Publié le 08 juillet 2009 par Sophielucide

J’ avais pris ce fait divers en route, dans la solennité d’une salle de tribunal, mais ce n’était que dans la prison, une semaine plus tard, que je m’étais  vraiment rendue compte d’une réalité plus brutale. Avec le visage transfiguré de Clotilde dont j’admirais le sang froid. Les calmants administrés à l’infirmerie contribuaient sans doute à cette distance indispensable à cette épouvantable histoire.

Les vingt-deux premières années de sa vie n’avaient  composé qu’une parenthèse  silencieuse, qui  se refermait sèchement pour laisser place à un nouvel épisode dont elle jouait le  rôle principal sans en connaître  la partition, encore moins les partenaires. Elle se découvrait une mère suicidée, un père assassiné et ce trou noir, cette absence amnésique qui cachait peut-être  l’acte innommable d’un viol incestueux.  Rien que ça ! Cette vérité qu’elle avait cherchée durant sa petite enfance, puis fuie à l’adolescence explosait dans un champ déjà dévasté, comme s’il avait été conditionné pour cela. C’est ce qui continuait de m’obséder, à mon tour : cette programmation trop savamment articulée qui faisait dire à Fabien que « c’était trop »

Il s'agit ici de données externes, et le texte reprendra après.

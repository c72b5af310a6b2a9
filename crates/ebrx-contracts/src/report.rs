//! Compliance report types.
//!
//! A `ComplianceReport` is derived, read-only, and never persisted as
//! authoritative state. It deliberately carries no generation timestamp and
//! keeps its aggregates in ordered maps, so generating it twice over the
//! same window with no new events yields identical output.

use std::collections::BTreeMap;

use chrono::{DateTime, Utc};
use serde::{Deserialize, Serialize};

use crate::{audit::EntityType, batch::BatchState, signature::SigningMeaning};

/// A closed time window `[start, end]` over server-assigned timestamps.
#[derive(Debug, Clone, Copy, PartialEq, Eq, Serialize, Deserialize)]
pub struct TimeRange {
    pub start: DateTime<Utc>,
    pub end: DateTime<Utc>,
}

impl TimeRange {
    pub fn new(start: DateTime<Utc>, end: DateTime<Utc>) -> Self {
        Self { start, end }
    }

    /// Closed-range membership: both endpoints included.
    pub fn contains(&self, t: DateTime<Utc>) -> bool {
        self.start <= t && t <= self.end
    }
}

/// ALCOA+ checklist computed per batch from ledger facts.
///
/// Each flag is derived, never asserted: a failing flag names the offending
/// finding in `issues`.
#[derive(Debug, Clone, PartialEq, Eq, Serialize, Deserialize)]
pub struct AlcoaChecklist {
    /// Every mutating event names a non-empty actor.
    pub attributable: bool,
    /// Every event deserializes to the fixed record shape.
    pub legible: bool,
    /// Timestamps move forward with the sequence, within the configured skew.
    pub contemporaneous: bool,
    /// The hash chain over the trail verifies — records are the originals.
    pub original: bool,
    /// Reasons are present wherever the taxonomy demands them.
    pub accurate: bool,
    /// The trail contains the record's CREATE event.
    pub complete: bool,
    /// Sequence numbers and timestamps are chronologically sound.
    pub consistent: bool,
    /// Every event's retention horizon extends past the report window.
    pub enduring: bool,
    /// The trail is non-empty and queryable.
    pub available: bool,
    /// Human-readable findings for every failed flag.
    pub issues: Vec<String>,
}

impl AlcoaChecklist {
    pub fn compliant(&self) -> bool {
        self.attributable
            && self.legible
            && self.contemporaneous
            && self.original
            && self.accurate
            && self.complete
            && self.consistent
            && self.enduring
            && self.available
    }
}

/// A CRITICAL-severity finding surfaced in the report.
#[derive(Debug, Clone, PartialEq, Eq, Serialize, Deserialize)]
pub struct CriticalFinding {
    /// Ledger sequence number: the stored event's sequence, or the first bad
    /// sequence for an integrity violation detected during generation.
    pub sequence: u64,
    pub entity_type: EntityType,
    pub entity_id: String,
    pub detail: String,
}

/// Per-batch lifecycle summary.
#[derive(Debug, Clone, PartialEq, Serialize, Deserialize)]
pub struct BatchReportEntry {
    pub batch_id: String,
    pub state: BatchState,
    /// Wall-clock seconds from batch start to terminal disposition, once
    /// the batch is terminal.
    pub lifecycle_seconds: Option<i64>,
    pub open_deviations: usize,
    pub alcoa: AlcoaChecklist,
}

/// The Part 11 / ALCOA+ compliance report for one time window.
#[derive(Debug, Clone, PartialEq, Serialize, Deserialize)]
pub struct ComplianceReport {
    pub range: TimeRange,
    /// Events committed inside the window.
    pub total_events: usize,
    /// Signatures issued inside the window, counted by declared meaning.
    pub signature_counts: BTreeMap<SigningMeaning, u64>,
    /// Blocked transition attempts recorded for forensic visibility.
    pub rejected_transition_attempts: u64,
    /// Every CRITICAL event in the window plus any chain-integrity
    /// violation found while generating the report.
    pub critical_findings: Vec<CriticalFinding>,
    /// Whether the full audit chain verified during generation.
    pub ledger_intact: bool,
    /// Per-batch entries, ordered by batch id.
    pub batches: Vec<BatchReportEntry>,
}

Les zones d’ombres restaient nombreuses, le passé ne se dévoilerait que lentement, par petits pans qu’il faudrait soulever un par un ;  dans les tableaux de Mona ou la correspondance de Charles, espérait Fabien tandis que je persévérais à miser sur le rôle incontournable  de Monique Massier .
C’était notre désaccord à la lecture du dossier.

«  Sauf, que, tu le vois bien, les vivants et les morts se disputent la vedette dans cette histoire
-   Charles Massier a séduit une jeune femme qu’il a fait venir chez lui, a tenté de  violer ou y est même peut-être arrivé et celle-ci s’est défendu.  Tout ce qui relève du caractère obsessionnel de la victime  va dans ce sens : une enfance trop choyée sous l’égide d’une mère castratrice, un amour fulgurant mais morbide puis cette nouvelle épouse qui ressemble physiquement à la première en remplissant le rôle de la mère recherchée. Pour moi le scénario est clair, ne cherchons pas à l’amplifier, c’est le risque de nous décrédibiliser ; tenons-nous en aux faits qui se suffisent à eux-mêmes, voilà ma conviction
-    Tu me déçois dans ce cas ! Ma parole, on dirait que tout ce qui dénote de ton point de vue est effacé sans autre forme de procès,  c’est ça la justice ? C’est ça la vérité ?
-   Sois lucide un instant : quand bien même tu me sortirais un coupable idéal, arrivé par surprise, diligentant l’affaire depuis le début, cela ne me suffirait pas, tu vois. Moi, je dois défendre un dossier solide, qui tienne la route, c’est ce que tu t’obstines à ne pas comprendre. On ne raconte pas de belles histoires au tribunal, on remue la lie du genre humain, des faits atroces, l’insanité : c’est ça mon quotidien, qu’est-ce que tu crois ? Des histoires tristes à pleurer, parfois sans queue ni tête, des actes monstrueux au service de cerveaux aliénés, nourris par la publicité et les feuilletons de la télévision, alimentant les colonnes des journaux ou la une du vingt heures, c’est tout ! Rien que ça ! L’âme humaine est vide, il n’y a pas à chercher un sens à cela ; Dieu est mort, ma petite !
-   Une vieille histoire de vingt-deux années,  orchestrée par le seul témoin direct en relation avec les trois victimes : ce couple diabolique et leur coupable engeance. C’est bien ainsi  que Monique Massier devait qualifier ce trio envahissant : une artiste défenestrée, un mari alcoolique et un enfant perdu. Un enfant qui lui était interdit ; et ça n’a aucun sens selon toi ? Regarde les choses en face ! Et c’est toi qui me demandes de faire preuve de lucidité ?
-   OK, alors dans ce cas, explique-moi le mobile de son crime.
-   La vengeance, tout simplement
-   Parfaitement : ton hypothèse est on ne peut plus simpliste, même si elle est attrayante; mais pour l’instant, à moins que tu me le démontres, aucune preuve matérielle ne vient soutenir ton brillant postulat.
-   Et la lettre ? Tu ne vas pas en parler ?
-   Bien sûr que si :  c’est le fondement du piège que Charles a construit autour de Colt, alias Clotilde, alias Emma..
-   Et bien moi, je reste persuadée que Charles n’a jamais pris connaissance de cette lettre adressée à sa femme, Monique Massier, tu t’en souviens ?
-   Tu as vu qu’ils n’avaient aucun secret l’un pour l’autre…Non, il l’a lue, c’est sûr. C’est marrant que tu continues à défendre un sinistre salopard…
-   Charles n’aurait jamais attendu vingt-deux ans pour assouvir un fantasme de cette envergure, non, ça ne tient pas. Et je te le prouverai ! »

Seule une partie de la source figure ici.